Othon lui reconnut une force de caractère peu commune, pour demeurer ainsi immobile, alors qu'à quelques mètres, la créature monstrueuse se déchaînait sur une illusion d'homme. Avec Néa, ils avaient convenu que l'arène serait le meilleur endroit pour extraire Tivan. Excité et écœuré par la vue du sang, le peuple ne verrait ni ne comprendrait le remplacement du traître par une poupée faite d'Arcs et de chair animale, qu'Othon avait assemblée et cachée la veille dans le sol.

« Voici donc la puissance des mages d'Arcs, murmura Tivan.

— Allons-y, ordonna le solain.

— C'est hors de question. Si vous ne pouvez pas sauver mes hommes, laissez-moi.

— Nous n'avons que quelques secondes, protesta Othon. Et je me passerai de votre assentiment. Nous partons.

— Mais vous êtes un disciple de Kaldor. Vous voulez bien agir. Vous ne pouvez pas abandonner ces hommes sous prétexte que je serais plus important qu'eux. Ce n'est pas vrai ! »

Le monstre achevait son entrée. Une goutte de sang projetée se cogna contre la surface de la torsion locale et demeura en suspension dans l'air. Un détail heureusement invisible depuis les tribunes.

« Vous êtes insupportable » grogna Othon.
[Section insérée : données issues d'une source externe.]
//! End-to-end routing against the in-memory transport

mod common;

use common::*;
use topicbus::constants::headers::{
    RETRY_EXCEPTION_MESSAGE, RETRY_EXCEPTION_STACKTRACE, RETRY_EXCEPTION_TYPE,
    RETRY_HEADERS, RETRY_REQUEUE_COUNT,
};
use topicbus::dispatch::{BoxError, HandlerFailure};
use topicbus::messaging::{DeliveryTag, HeaderValue, Headers, RetryMetadata, TopicPublisher};

#[tokio::test]
async fn test_exact_topic_success_is_acknowledged_once() {
    let calls = Calls::default();
    let seen = calls.clone();
    let mut builder = builder();
    builder
        .handle("orders.created", move |order: OrderCreated| {
            let seen = seen.clone();
            async move {
                assert_eq!(order.region, "eu");
                seen.hit();
                Ok::<_, BillingRejected>(())
            }
        })
        .unwrap();
    let (listener, transport) = start(builder).await;

    let tag = deliver(&transport, "orders.created", OrderCreated::body(1));

    assert!(transport.wait_for_acks(1, WAIT).await);
    listener.stop().await.unwrap();

    assert_eq!(calls.count(), 1);
    assert_eq!(transport.acknowledged(), vec![DeliveryTag(tag)]);
    assert!(transport.published().is_empty());
    assert_eq!(listener.stats().handled, 1);
}

#[tokio::test]
async fn test_multi_segment_wildcard_routes_deep_topics() {
    let calls = Calls::default();
    let seen = calls.clone();
    let mut builder = builder();
    builder
        .handle_pattern_sync("orders.#", move |_order: OrderCreated| {
            seen.hit();
            Ok::<_, BillingRejected>(())
        })
        .unwrap();
    let (listener, transport) = start(builder).await;

    deliver(&transport, "orders.created.eu", OrderCreated::body(2));

    assert!(transport.wait_for_acks(1, WAIT).await);
    listener.stop().await.unwrap();
    assert_eq!(calls.count(), 1);
}

#[tokio::test]
async fn test_handler_failure_republishes_then_acknowledges() {
    let mut builder = builder();
    builder
        .handle_sync("orders.created", |order: OrderCreated| {
            Err(BillingRejected { id: order.id })
        })
        .unwrap();
    let (listener, transport) = start(builder).await;

    let body = OrderCreated::body(3);
    let tag = deliver(&transport, "orders.created", body.clone());

    assert!(transport.wait_for_acks(1, WAIT).await);
    listener.stop().await.unwrap();

    let published = transport.published();
    assert_eq!(published.len(), 1);
    let retry = &published[0];
    assert_eq!(retry.exchange, EXCHANGE);
    assert_eq!(retry.routing_key, "orders.created");
    assert_eq!(retry.body, body);
    assert_eq!(
        retry.headers.get(RETRY_REQUEUE_COUNT),
        Some(&HeaderValue::Integer(1))
    );
    assert_eq!(
        retry.headers.get(RETRY_EXCEPTION_MESSAGE),
        Some(&HeaderValue::from("order 3 rejected by billing"))
    );
    assert!(retry
        .headers
        .get(RETRY_EXCEPTION_TYPE)
        .and_then(HeaderValue::as_str)
        .is_some_and(|kind| kind.ends_with("BillingRejected")));
    assert!(retry.headers.contains_key(RETRY_EXCEPTION_STACKTRACE));
    assert_eq!(transport.acknowledged(), vec![DeliveryTag(tag)]);
    assert_eq!(listener.stats().retried, 1);
}

#[tokio::test]
async fn test_unroutable_delivery_is_neither_acked_nor_republished() {
    let mut builder = builder();
    builder
        .handle_sync("orders.created", |_: OrderCreated| Ok::<_, BillingRejected>(()))
        .unwrap()
        .handle_pattern_sync("invoices.*", |_: serde_json::Value| {
            Ok::<_, BillingRejected>(())
        })
        .unwrap();
    let (listener, transport) = start(builder).await;

    deliver(&transport, "shipments.dispatched", OrderCreated::body(4));
    listener.stop().await.unwrap();

    assert!(transport.acknowledged().is_empty());
    assert!(transport.published().is_empty());
    let stats = listener.stats();
    assert_eq!(stats.unroutable, 1);
    assert_eq!(stats.handled, 0);
}

#[tokio::test]
async fn test_exact_binding_beats_earlier_wildcard() {
    let wildcard_calls = Calls::default();
    let exact_calls = Calls::default();
    let (w, e) = (wildcard_calls.clone(), exact_calls.clone());

    let mut builder = builder();
    builder
        .handle_pattern_sync("orders.*", move |_: OrderCreated| {
            w.hit();
            Ok::<_, BillingRejected>(())
        })
        .unwrap()
        .handle_sync("orders.created", move |_: OrderCreated| {
            e.hit();
            Ok::<_, BillingRejected>(())
        })
        .unwrap();
    let (listener, transport) = start(builder).await;

    deliver(&transport, "orders.created", OrderCreated::body(5));
    deliver(&transport, "orders.cancelled", OrderCreated::body(6));

    assert!(transport.wait_for_acks(2, WAIT).await);
    listener.stop().await.unwrap();
    assert_eq!(exact_calls.count(), 1);
    assert_eq!(wildcard_calls.count(), 1);
}

#[tokio::test]
async fn test_first_registered_wildcard_wins() {
    let first = Calls::default();
    let second = Calls::default();
    let (f, s) = (first.clone(), second.clone());

    let mut builder = builder();
    builder
        .handle_pattern_sync("orders.#", move |_: OrderCreated| {
            f.hit();
            Ok::<_, BillingRejected>(())
        })
        .unwrap()
        .handle_pattern_sync("orders.*", move |_: OrderCreated| {
            s.hit();
            Ok::<_, BillingRejected>(())
        })
        .unwrap();
    let (listener, transport) = start(builder).await;

    for id in 0..3 {
        deliver(&transport, "orders.created", OrderCreated::body(id));
    }

    assert!(transport.wait_for_acks(3, WAIT).await);
    listener.stop().await.unwrap();
    assert_eq!(first.count(), 3);
    assert_eq!(second.count(), 0);
}

#[tokio::test]
async fn test_decode_failure_takes_retry_path() {
    let calls = Calls::default();
    let seen = calls.clone();
    let mut builder = builder();
    builder
        .handle_sync("orders.created", move |_: OrderCreated| {
            seen.hit();
            Ok::<_, BillingRejected>(())
        })
        .unwrap();
    let (listener, transport) = start(builder).await;

    deliver(&transport, "orders.created", b"null".to_vec());
    deliver(&transport, "orders.created", Vec::new());
    deliver(&transport, "orders.created", br#"{"id":"seven"}"#.to_vec());

    assert!(transport.wait_for_acks(3, WAIT).await);
    listener.stop().await.unwrap();

    assert_eq!(calls.count(), 0);
    let published = transport.published();
    assert_eq!(published.len(), 3);
    for message in &published {
        assert!(message
            .headers
            .get(RETRY_EXCEPTION_TYPE)
            .and_then(HeaderValue::as_str)
            .is_some_and(|kind| kind.ends_with("DispatchError::Decode")));
    }
}

#[tokio::test]
async fn test_handler_panic_is_retried_and_listener_keeps_running() {
    let mut builder = builder();
    builder
        .handle_sync("orders.created", |order: OrderCreated| {
            if order.id == 13 {
                panic!("unlucky order");
            }
            Ok::<_, BillingRejected>(())
        })
        .unwrap();
    let (listener, transport) = start(builder).await;

    deliver(&transport, "orders.created", OrderCreated::body(13));
    deliver(&transport, "orders.created", OrderCreated::body(14));

    assert!(transport.wait_for_acks(2, WAIT).await);
    listener.stop().await.unwrap();

    let published = transport.published();
    assert_eq!(published.len(), 1);
    assert_eq!(
        published[0].headers.get(RETRY_EXCEPTION_MESSAGE),
        Some(&HeaderValue::from("Handler panicked: unlucky order"))
    );
    assert_eq!(listener.stats().handled, 1);
}

#[tokio::test]
async fn test_retry_chain_increments_requeue_count() {
    let mut builder = builder();
    builder
        .handle_sync("orders.created", |order: OrderCreated| {
            Err(BillingRejected { id: order.id })
        })
        .unwrap();
    let (listener, transport) = start(builder).await;

    deliver(&transport, "orders.created", OrderCreated::body(8));
    assert!(transport.wait_for_publishes(1, WAIT).await);

    // Feed the republished message back in, as the broker would
    let first_retry = transport.published()[0].clone();
    transport
        .deliver(
            QUEUE,
            &first_retry.routing_key,
            first_retry.headers.clone(),
            first_retry.body.clone(),
        )
        .unwrap();
    assert!(transport.wait_for_publishes(2, WAIT).await);
    assert!(transport.wait_for_acks(2, WAIT).await);
    listener.stop().await.unwrap();

    let second_retry = &transport.published()[1];
    let metadata = RetryMetadata::read(&second_retry.headers).unwrap();
    assert_eq!(metadata.requeue_count, 2);
    assert_eq!(metadata.exception_message, "order 8 rejected by billing");
    for header in RETRY_HEADERS {
        assert!(second_retry.headers.contains_key(header), "missing {header}");
    }
}

#[tokio::test]
async fn test_failed_republish_leaves_delivery_unacknowledged() {
    let mut builder = builder();
    builder
        .handle_sync("orders.created", |order: OrderCreated| {
            Err(BillingRejected { id: order.id })
        })
        .unwrap();
    let (listener, transport) = start(builder).await;
    transport.fail_next_publishes(1);

    deliver(&transport, "orders.created", OrderCreated::body(9));
    listener.stop().await.unwrap();

    assert!(transport.published().is_empty());
    assert!(transport.acknowledged().is_empty());
    let stats = listener.stats();
    assert_eq!(stats.republish_failures, 1);
    assert_eq!(stats.retried, 0);
}

#[tokio::test]
async fn test_retry_preserves_unrelated_headers() {
    let mut builder = builder();
    builder
        .handle_sync("orders.created", |order: OrderCreated| {
            Err(BillingRejected { id: order.id })
        })
        .unwrap();
    let (listener, transport) = start(builder).await;

    let mut headers = Headers::new();
    headers.insert("x-correlation-id".to_string(), HeaderValue::from("c-42"));
    transport
        .deliver(QUEUE, "orders.created", headers, OrderCreated::body(10))
        .unwrap();

    assert!(transport.wait_for_acks(1, WAIT).await);
    listener.stop().await.unwrap();

    let published = transport.published();
    assert_eq!(
        published[0].headers.get("x-correlation-id"),
        Some(&HeaderValue::from("c-42"))
    );
}

#[tokio::test]
async fn test_fanout_publication_reaches_type_handler() {
    let calls = Calls::default();
    let seen = calls.clone();
    let mut builder = builder();
    builder
        .handle_fanout(move |order: OrderCreated| {
            let seen = seen.clone();
            async move {
                assert_eq!(order.id, 11);
                seen.hit();
                Ok::<_, BillingRejected>(())
            }
        })
        .unwrap();
    let (listener, transport) = start(builder).await;
    assert_eq!(transport.bound_keys(QUEUE), vec![String::new()]);

    // Publish through the publisher, then play the broker's part
    let publisher = TopicPublisher::new(transport.clone(), EXCHANGE);
    publisher
        .publish_fanout(&OrderCreated {
            id: 11,
            region: "us".to_string(),
        })
        .await
        .unwrap();
    let published = transport.published()[0].clone();
    transport
        .deliver(QUEUE, &published.routing_key, published.headers, published.body)
        .unwrap();

    assert!(transport.wait_for_acks(1, WAIT).await);
    listener.stop().await.unwrap();
    assert_eq!(calls.count(), 1);
}

#[tokio::test]
async fn test_failed_acknowledge_is_counted_and_left_with_broker() {
    let calls = Calls::default();
    let seen = calls.clone();
    let mut builder = builder();
    builder
        .handle_sync("orders.created", move |_: OrderCreated| {
            seen.hit();
            Ok::<_, BillingRejected>(())
        })
        .unwrap();
    let (listener, transport) = start(builder).await;
    transport.set_fail_acks(true);

    deliver(&transport, "orders.created", OrderCreated::body(15));
    assert!(listener.engine().drain(WAIT).await);

    assert_eq!(calls.count(), 1);
    assert!(transport.acknowledged().is_empty());
    assert!(transport.published().is_empty());
    let stats = listener.stats();
    assert_eq!(stats.ack_failures, 1);
    assert_eq!(stats.handled, 0);

    listener.stop().await.unwrap();
}

#[tokio::test]
async fn test_erased_handler_errors_report_concrete_kind() {
    let mut builder = builder();
    builder
        .handle_sync("orders.created", |_: OrderCreated| {
            Err::<(), BoxError>(Box::new(std::io::Error::other("ledger unavailable")))
        })
        .unwrap()
        .handle_sync("orders.refunded", |order: OrderCreated| {
            Err::<(), _>(HandlerFailure::new(
                "billing.refund_rejected",
                anyhow::anyhow!("refund of order {} rejected", order.id),
            ))
        })
        .unwrap();
    let (listener, transport) = start(builder).await;

    deliver(&transport, "orders.created", OrderCreated::body(16));
    assert!(transport.wait_for_publishes(1, WAIT).await);
    deliver(&transport, "orders.refunded", OrderCreated::body(17));
    assert!(transport.wait_for_publishes(2, WAIT).await);

    assert!(transport.wait_for_acks(2, WAIT).await);
    listener.stop().await.unwrap();

    let published = transport.published();
    let boxed = RetryMetadata::read(&published[0].headers).unwrap();
    assert_eq!(boxed.exception_type, std::any::type_name::<std::io::Error>());
    assert_eq!(boxed.exception_message, "ledger unavailable");

    let explicit = RetryMetadata::read(&published[1].headers).unwrap();
    assert_eq!(explicit.exception_type, "billing.refund_rejected");
    assert_eq!(explicit.exception_message, "refund of order 17 rejected");
}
Il fit un geste du bras. La torsion se referma sur Tivan et le catapulta à travers l'espace. L'appétit venant en mangeant, le monstre se dirigeait à pas de géant vers deux ex-légionnaires inconscients – on avait dispersé les poteaux pour lui donner un peu d'exercice et pour allonger la durée du spectacle. Othon l'interrompit dans sa course. Il entra dans ses centres nerveux, mit du désordre dans les signaux envoyés aux membres et le fit trébucher.

Le peuple se mit à rire face à ce retournement inattendu.

À chaque pas, à chaque vibration des Arcs, Othon craignait de voir apparaître ce dieu-soleil de pacotille, qui avait autrefois compté parmi ses amis. Il paniquait à l'idée qu'un oiseau de feu traverse le ciel tel l'alcyon crevant la surface du lac, s'écrase dans une tornade de flammes, et qu'en émerge la forme encore vaguement solaine d'Ikar...

Le cerveau primitif de la bête ne lui donna heureusement pas trop de difficultés. Avant qu'elle fasse un autre mouvement, il déconnecta quelques-uns de ces câblages électriques sur lesquels repose l'équilibre des machines biologiques. Les neurones tombèrent dans un état oscillatoire proche du rêve. La bête émit un borborygme et ferma les yeux.

Othon tira un Arc jusqu'à la tribune d'honneur.

Le sénateur Lucius semblait s'amuser beaucoup. Catius, choqué par la mort de Tivan, n'en laissait rien paraître.

« C'est un fiasco, gronda le premier consul à l'adresse du maître de cérémonie, qui s'arrachait les cheveux. Inutile d'attendre que votre animal se réveille. Détachez les autres prisonniers, nous les exécuterons plus tard. »

Exactement ce qu'il attendait de sa part.

Kaldor avait raison : le Consul Catius était la clé pour les sauver de l'Imperium et, plus difficile, pour sauver l'Imperium lui-même.